Nothing is further from the truth.
Alexandre Surallés i Calonge
The funeral lament: an “anthropological” phenomenon
What do these three images have in common?
The first is a still from the documentary Stendali. Suonano ancora (1960) by Cecilia Mangini, who reconstructs for the camera the phenomenon of the funeral lament documented by the Italian anthropologist Ernesto de Martino. The second belongs to the video performance My Father (1975), by Shigeko Kubota, where the artist mourns her father’s death in front of images of their final meeting projected on the TV. The last presents Alain Cavalier in Ce répondeur ne prends pas de messages (This answering machine does not receive messages, 1979), a documentary that ends with the process of the director’s confinement in his home, which he paints black while bandaging his head as if he were the Invisible Man.
The three films present intimacy in a ritualised way during processes of mourning, but only Stendali is deemed “anthropological”, having been included in the corpus of films resulting from Ernesto de Martino’s studies of rituals that were on the point of extinction in the Southern Italy of the 1960s. However, from the methodological point of view, the documentary does not conform to the classical canons of audiovisual anthropology that saw cinema as a tool for observation, description and analysis of reality. Mangini reconstructs the rite for the camera, taking inspiration from de Martino’s methodology that states that induction revives it as if it were real. She pervades the film with a tragic meaning through a voice-over written by Pasolini and recited by the actress Lilia Brignone on the loss of a child, spotlighting the protagonists by illuminating and planning the images as if they were costumbrist paintings, enhancing their expressiveness through a rhythmic montage.
Mangini portrays from an artistic perspective the transfer from the individual experience of pain to the public sphere from the practice of the ritual, which is defined by the anthropologist Bruce Kapferer as a set of specific events that are culturally recognised and spatially and temporally separated from the routine of daily life.

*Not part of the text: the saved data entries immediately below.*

//! Client error type.
//!
//! Engine failures arrive as message strings through the C interface; they
//! are carried verbatim in the variant for the operation that produced them.

use thiserror::Error;

#[derive(Debug, Clone, PartialEq, Eq, Error)]
pub enum Error {
    /// The caller passed an argument the engine cannot accept.
    #[error("contract violation: {0}")]
    ContractViolation(String),

    /// The engine refused to open the store.
    #[error("open failed: {0}")]
    Open(String),

    #[error("write failed: {0}")]
    Write(String),

    #[error("read failed: {0}")]
    Read(String),

    /// Repair or destroy failed.
    #[error("maintenance failed: {0}")]
    Maintenance(String),

    /// The resource was already released; names what kind it was.
    #[error("{0} has been disposed")]
    Disposed(&'static str),
}

pub type Result<T> = std::result::Result<T, Error>;
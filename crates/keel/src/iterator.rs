//! Ordered cursors over a database or snapshot.

use std::ffi::c_char;
use std::fmt;

use keel_core::capi;
use tracing::trace;

use crate::db::Database;
use crate::error::{Error, Result};
use crate::ffi::{copy_borrowed, ErrorSlot};
use crate::handle::Guarded;

/// Yields `(key, value)` pairs in ascending bytewise key order, each copied
/// out of the engine. The view is fixed when the iterator is created.
///
/// Iteration stops at the end of the data or at the first failure; check
/// [`status`](Self::status) to tell the two apart.
pub struct DbIterator<'a> {
    handle: Guarded<capi::keel_iterator_t>,
    db: &'a Database,
    error: Option<Error>,
}

impl<'a> DbIterator<'a> {
    pub(crate) fn new(handle: Guarded<capi::keel_iterator_t>, db: &'a Database) -> Self {
        Self { handle, db, error: None }
    }

    /// Runs `f` with the iterator handle while the database is known open.
    fn call<R>(&self, f: impl FnOnce(*mut capi::keel_iterator_t) -> R) -> Result<R> {
        self.db.with_handle(|_| self.handle.with(f))?
    }

    pub fn seek_to_first(&mut self) {
        // SAFETY: live iterator handle.
        let moved = self.call(|it| unsafe { capi::keel_iter_seek_to_first(it) });
        self.error = moved.err();
    }

    /// Position at the first key `>= key`.
    pub fn seek(&mut self, key: &[u8]) {
        // SAFETY: live iterator handle; the key outlives the call.
        let moved = self.call(|it| unsafe { capi::keel_iter_seek(it, key.as_ptr() as *const c_char, key.len()) });
        self.error = moved.err();
    }

    /// `Ok` if iteration ended cleanly (or has not ended).
    pub fn status(&self) -> Result<()> {
        if let Some(err) = &self.error {
            return Err(err.clone());
        }
        self.engine_status()
    }

    fn engine_status(&self) -> Result<()> {
        self.call(|it| {
            let mut err = ErrorSlot::new();
            // SAFETY: live iterator handle and an error slot we own.
            unsafe { capi::keel_iter_get_error(it, err.as_mut_ptr()) };
            err.check(Error::Read)
        })?
    }

    /// Release the engine iterator now rather than at drop.
    pub fn close(self) {
        self.handle.release();
    }

    fn step(&self) -> Result<Option<(Vec<u8>, Vec<u8>)>> {
        self.call(|it| unsafe {
            // SAFETY: live iterator handle. Key and value views stay valid
            // until the next move, and are copied before it.
            if capi::keel_iter_valid(it) == 0 {
                return None;
            }
            let mut klen = 0usize;
            let key = copy_borrowed(capi::keel_iter_key(it, &mut klen), klen);
            let mut vlen = 0usize;
            let value = copy_borrowed(capi::keel_iter_value(it, &mut vlen), vlen);
            capi::keel_iter_next(it);
            Some((key, value))
        })
    }
}

impl Iterator for DbIterator<'_> {
    type Item = (Vec<u8>, Vec<u8>);

    fn next(&mut self) -> Option<Self::Item> {
        if self.error.is_some() {
            return None;
        }
        match self.step() {
            Ok(Some(entry)) => Some(entry),
            Ok(None) => {
                self.error = self.engine_status().err();
                None
            }
            Err(err) => {
                self.error = Some(err);
                None
            }
        }
    }
}

impl Drop for DbIterator<'_> {
    fn drop(&mut self) {
        if self.handle.release() {
            trace!("iterator released on drop");
        }
    }
}

impl fmt::Debug for DbIterator<'_> {
    fn fmt(&self, f: &mut fmt::Formatter<'_>) -> fmt::Result {
        f.debug_struct("DbIterator")
            .field("db", &self.db.path())
            .field("error", &self.error)
            .finish()
    }
}
impl KeelEngine {
    /// Open or create the store at `path`.
    ///
    /// Takes the store lock, replays the newest table plus every WAL record
    /// past it, and starts a fresh WAL segment.
    pub fn open<P: AsRef<Path>>(path: P, config: Config) -> KeelResult<Self> {
        let path = path.as_ref().to_path_buf();
        let config = config.sanitized();

        let exists = path.join(CURRENT_FILE).exists();
        if !exists && !config.create_if_missing {
            return Err(KeelError::NotFound(path));
        }
        if exists && config.error_if_exists {
            return Err(KeelError::AlreadyExists(path));
        }

        fs::create_dir_all(&path).map_err(|e| KeelError::io_at(&path, "create store directory", e))?;
        let lock = StoreLock::acquire(&path)?;
        if !exists {
            write_current(&path)?;
        }

        let mode = if config.paranoid_checks { RecoveryMode::Strict } else { RecoveryMode::Salvage };
        let recovery = recover(&path, mode)?;
        if recovery.skipped > 0 {
            warn!(path = %path.display(), skipped = recovery.skipped, "damaged records skipped during recovery");
        }

        let wal = WalWriter::new(path.join(WAL_DIR))?;
        let last_sequence = recovery.mem.last_sequence();
        info!(
            path = %path.display(),
            records = recovery.records,
            entries = recovery.mem.live_count(last_sequence),
            sequence = last_sequence,
            "opened store"
        );

        let counters = Counters::default();
        counters.recovered_records.store(recovery.records as u64, Ordering::Relaxed);
        counters.skipped_records.store(recovery.skipped as u64, Ordering::Relaxed);

        Ok(Self {
            shared: Arc::new(Shared {
                path,
                config,
                instance: NEXT_INSTANCE.fetch_add(1, Ordering::Relaxed),
                log: Mutex::new(LogState { wal, last_sequence, table_number: recovery.table_number }),
                state: RwLock::new(recovery.mem),
                pins: Mutex::new(Pins::default()),
                closed: AtomicBool::new(false),
                lock: Mutex::new(Some(lock)),
                counters,
            }),
        })
    }

    /// Value of `key`, as of the snapshot in `options` or the latest state.
    pub fn get(&self, options: &ReadOptions, key: &[u8]) -> KeelResult<Option<Vec<u8>>> {
        self.shared.check_open()?;
        self.shared.counters.reads.fetch_add(1, Ordering::Relaxed);

        let cache = self.shared.config.block_cache.as_ref().filter(|_| options.snapshot.is_none());
        let instance = self.shared.instance;

        // Cached values skip the checksum, so verified reads go to the memtable
        if let Some(cache) = cache.filter(|_| !options.verify_checksums) {
            if let Some(value) = cache.lookup(instance, key) {
                return Ok(Some(value));
            }
        }

        // Fill under the read lock: writers invalidate under the write lock,
        // so a filled value is never older than the memtable
        let state = self.shared.state.read();
        let sequence = options.snapshot.unwrap_or_else(|| state.last_sequence());
        let Some(visible) = state.get(key, sequence) else {
            return Ok(None);
        };
        verify(options, key, &visible)?;
        if let Some(cache) = cache.filter(|_| options.fill_cache) {
            cache.insert(instance, key, &visible.value);
        }
        Ok(Some(visible.value))
    }

    pub fn put(&self, options: &WriteOptions, key: &[u8], value: &[u8]) -> KeelResult<()> {
        let mut batch = WriteBatch::new();
        batch.put(key, value);
        self.write(options, &batch)
    }

    pub fn delete(&self, options: &WriteOptions, key: &[u8]) -> KeelResult<()> {
        let mut batch = WriteBatch::new();
        batch.delete(key);
        self.write(options, &batch)
    }

    /// Apply a batch atomically.
    ///
    /// WRITE ORDERING:
    /// 1. WAL append (durable_sync when `options.sync`)
    /// 2. Memtable apply and cache invalidation under one write lock
    ///
    /// If the WAL append fails, memory is never modified. An empty batch
    /// writes nothing. A checkpoint failure after the commit is logged, not
    /// returned.
    pub fn write(&self, options: &WriteOptions, batch: &WriteBatch) -> KeelResult<()> {
        if batch.is_empty() {
            return self.shared.check_open();
        }

        let mut log = self.shared.log.lock();
        self.shared.check_open()?;

        let first = log.last_sequence + 1;
        let record = serialize_batch(first, batch)?;
        log.wal.append(&record, options.sync)?;
        log.last_sequence += batch.len() as u64;

        {
            let mut state = self.shared.state.write();
            state.apply(first, batch);
            if let Some(cache) = &self.shared.config.block_cache {
                for op in batch.ops() {
                    cache.invalidate(self.shared.instance, op.key());
                }
            }
        }
        self.shared.counters.writes.fetch_add(1, Ordering::Relaxed);

        if log.wal.current_size() > self.shared.config.write_buffer_size as u64 {
            debug!(
                path = %self.shared.path.display(),
                wal_bytes = log.wal.current_size(),
                "WAL past write buffer size, checkpointing"
            );
            // The batch is already committed; the next write retries the checkpoint
            if let Err(e) = self.checkpoint(&mut log, None, None) {
                warn!(path = %self.shared.path.display(), error = %e, "checkpoint after write failed");
            }
        }
        Ok(())
    }

    /// Cursor over the state as of `options.snapshot` (or now). The cursor
    /// starts unpositioned.
    pub fn iter(&self, options: &ReadOptions) -> KeelResult<EngineIterator> {
        self.shared.check_open()?;
        let sequence = {
            let state = self.shared.state.read();
            let sequence = options.snapshot.unwrap_or_else(|| state.last_sequence());
            self.shared.pin(sequence, false);
            sequence
        };
        Ok(EngineIterator {
            shared: Arc::clone(&self.shared),
            sequence,
            verify_checksums: options.verify_checksums,
            current: None,
            error: None,
        })
    }

    /// Pin the current state.
    pub fn snapshot(&self) -> KeelResult<EngineSnapshot> {
        self.shared.check_open()?;
        let state = self.shared.state.read();
        let sequence = state.last_sequence();
        self.shared.pin(sequence, true);
        Ok(EngineSnapshot { shared: Arc::clone(&self.shared), sequence })
    }

    /// Checkpoint the store and prune versions in `[start, limit)` that no
    /// snapshot or iterator can see. `None` bounds are open.
    pub fn compact_range(&self, start: Option<&[u8]>, limit: Option<&[u8]>) -> KeelResult<()> {
        let mut log = self.shared.log.lock();
        self.shared.check_open()?;
        self.checkpoint(&mut log, start, limit)
    }

    /// Crash safety: the table is installed before any WAL segment is
    /// removed, and recovery skips WAL records the newest table covers.
    fn checkpoint(&self, log: &mut LogState, start: Option<&[u8]>, limit: Option<&[u8]>) -> KeelResult<()> {
        let data_dir = self.shared.path.join(DATA_DIR);
        let wal_dir = self.shared.path.join(WAL_DIR);
        let number = log.table_number + 1;

        let info = {
            let state = self.shared.state.read();
            let sequence = state.last_sequence();
            write_table(&data_dir, number, sequence, self.shared.config.compression, state.live_entries(sequence))?
        };
        log.table_number = number;

        let segment = log.wal.rotate()?;
        let removed_segments = remove_segments_before(&wal_dir, segment)?;
        let removed_tables = remove_tables_except(&data_dir, number)?;

        let pruned = {
            let mut state = self.shared.state.write();
            let pinned: Vec<u64> = self.shared.pins.lock().counts.keys().copied().collect();
            state.prune(start, limit, &pinned)
        };
        self.shared.counters.checkpoints.fetch_add(1, Ordering::Relaxed);

        debug!(
            path = %self.shared.path.display(),
            table = number,
            entries = info.entries,
            bytes = info.bytes,
            removed_segments,
            removed_tables,
            pruned,
            "checkpoint complete"
        );
        Ok(())
    }

    /// Diagnostic value for a `keel.*` property name; `None` for unknown names.
    pub fn property(&self, name: &str) -> KeelResult<Option<String>> {
        self.shared.check_open()?;
        let value = match name {
            "keel.num-entries" => {
                let state = self.shared.state.read();
                Some(state.live_count(state.last_sequence()).to_string())
            }
            "keel.num-snapshots" => Some(self.shared.pins.lock().explicit.to_string()),
            "keel.approximate-memory-usage" => {
                Some(self.shared.state.read().approximate_memory_usage().to_string())
            }
            "keel.cache-usage" => Some(
                self.shared.config.block_cache.as_ref().map_or(0, |c| c.total_charge()).to_string(),
            ),
            "keel.stats" => Some(self.stats()),
            _ => None,
        };
        Ok(value)
    }

    fn stats(&self) -> String {
        let (segment, wal_bytes, tables) = {
            let log = self.shared.log.lock();
            (log.wal.sequence(), log.wal.current_size(), log.table_number)
        };
        let (entries, sequence, memory) = {
            let state = self.shared.state.read();
            let sequence = state.last_sequence();
            (state.live_count(sequence), sequence, state.approximate_memory_usage())
        };
        let (pinned, snapshots) = {
            let pins = self.shared.pins.lock();
            (pins.counts.len(), pins.explicit)
        };
        let counters = &self.shared.counters;
        let mut out = String::from("Keel store statistics\n");
        out.push_str(&format!("  entries: {}\n", entries));
        out.push_str(&format!("  sequence: {}\n", sequence));
        out.push_str(&format!("  memory bytes: {}\n", memory));
        out.push_str(&format!("  wal segment: {} ({} bytes)\n", segment, wal_bytes));
        out.push_str(&format!("  table: {}\n", tables));
        out.push_str(&format!("  snapshots: {} (pinned sequences: {})\n", snapshots, pinned));
        out.push_str(&format!("  writes: {}\n", counters.writes.load(Ordering::Relaxed)));
        out.push_str(&format!("  reads: {}\n", counters.reads.load(Ordering::Relaxed)));
        out.push_str(&format!("  checkpoints: {}\n", counters.checkpoints.load(Ordering::Relaxed)));
        out.push_str(&format!(
            "  recovered records: {} (skipped {})\n",
            counters.recovered_records.load(Ordering::Relaxed),
            counters.skipped_records.load(Ordering::Relaxed)
        ));
        out.push_str(&format!("  max open files: {}\n", self.shared.config.max_open_files));
        if let Some(cache) = &self.shared.config.block_cache {
            out.push_str(&format!(
                "  cache: {} / {} bytes, {} hits, {} misses\n",
                cache.total_charge(),
                cache.capacity(),
                cache.hits(),
                cache.misses()
            ));
        }
        out
    }

    pub fn path(&self) -> &Path {
        &self.shared.path
    }

    /// Sync the WAL, release the store lock and drop this store's cache
    /// entries. Idempotent. Snapshots and iterators that outlive the close
    /// keep reading the in-memory state.
    pub fn close(&self) {
        let log = self.shared.log.lock();
        if self.shared.closed.swap(true, Ordering::AcqRel) {
            return;
        }
        if let Err(e) = log.wal.sync() {
            warn!(path = %self.shared.path.display(), error = %e, "WAL sync on close failed");
        }
        drop(log);

        if let Some(cache) = &self.shared.config.block_cache {
            cache.purge(self.shared.instance);
        }
        self.shared.lock.lock().take();
        debug!(path = %self.shared.path.display(), "closed store");
    }

    pub fn is_closed(&self) -> bool {
        self.shared.closed.load(Ordering::Acquire)
    }

    /// Rebuild a store from whatever is still readable.
    ///
    /// Salvages the newest table and every WAL segment, skipping damaged
    /// records, then writes a clean checkpoint and deletes the old files.
    pub fn repair<P: AsRef<Path>>(path: P, config: &Config) -> KeelResult<()> {
        let path = path.as_ref();
        if !path.is_dir() {
            return Err(KeelError::NotFound(path.to_path_buf()));
        }
        let _lock = StoreLock::acquire(path)?;
        let config = config.sanitized();

        let recovery = recover(path, RecoveryMode::Salvage)?;
        let sequence = recovery.mem.last_sequence();
        let data_dir = path.join(DATA_DIR);
        let wal_dir = path.join(WAL_DIR);

        let number = recovery.table_number + 1;
        let info = write_table(&data_dir, number, sequence, config.compression, recovery.mem.live_entries(sequence))?;
        remove_tables_except(&data_dir, number)?;
        let segments = list_segments(&wal_dir)?;
        if let Some((last, _)) = segments.last() {
            remove_segments_before(&wal_dir, last + 1)?;
        }
        write_current(path)?;

        info!(
            path = %path.display(),
            entries = info.entries,
            records = recovery.records,
            skipped = recovery.skipped,
            "repaired store"
        );
        Ok(())
    }

    /// Delete every engine file under `path`. A missing path is not an error.
    /// Fails if another handle holds the store open.
    pub fn destroy<P: AsRef<Path>>(path: P) -> KeelResult<()> {
        let path = path.as_ref();
        if !path.is_dir() {
            return Ok(());
        }
        let lock = StoreLock::acquire(path)?;

        remove_if_present(&path.join(CURRENT_FILE))?;
        let wal_dir = path.join(WAL_DIR);
        let data_dir = path.join(DATA_DIR);
        remove_segments_before(&wal_dir, u64::MAX)?;
        remove_tables_except(&data_dir, u64::MAX)?;
        for dir in [&wal_dir, &data_dir] {
            // Left in place if the user keeps their own files there
            if let Err(e) = fs::remove_dir(dir) {
                if e.kind() != std::io::ErrorKind::NotFound {
                    debug!(dir = %dir.display(), error = %e, "directory kept after destroy");
                }
            }
        }

        drop(lock);
        remove_if_present(&path.join(LOCK_FILE))?;
        let _ = fs::remove_dir(path);
        info!(path = %path.display(), "destroyed store");
        Ok(())
    }
}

The ritual of the funeral lament, still remembered in Italy in the 60s, was a specific technique of mourning the loss of a loved one in community, a mode of behaviour that culture had created and tradition preserved. Its purpose was to overcome what de Martino called “the crisis of presence”, defined as “the risk of not being in the world”, which included phenomena such as psychological dissociation, alienation and loss of the ability to act. The overcoming of this constituted for the anthropologist one of the principal functions of culture.
In our society, institutions such as State or Church are at present charged with ritualising death, while the management of suffering is relegated to psychological practice. However, both Kubota and Cavalier developed practices for overcoming grief with their works that, while responding to each artist’s individual impulse, contain elements that could be related to the ritual of the funeral lament.
Film practice as a ritual
The staging of Shigeko Kubota’s crying like a lamenting woman replaces her father’s corpse with images she shot of him during her final trip to Tokyo, while they were watching television together. The word “image” thus recovers the connection to death of its etymology, imago, the wax mask in the form of a portrait that recalled those who died in the Forum Romanum. This demonstrates that images are memories of an absence, just like obituaries and dedications on tombstones, in resonance with the piece’s sub-headings.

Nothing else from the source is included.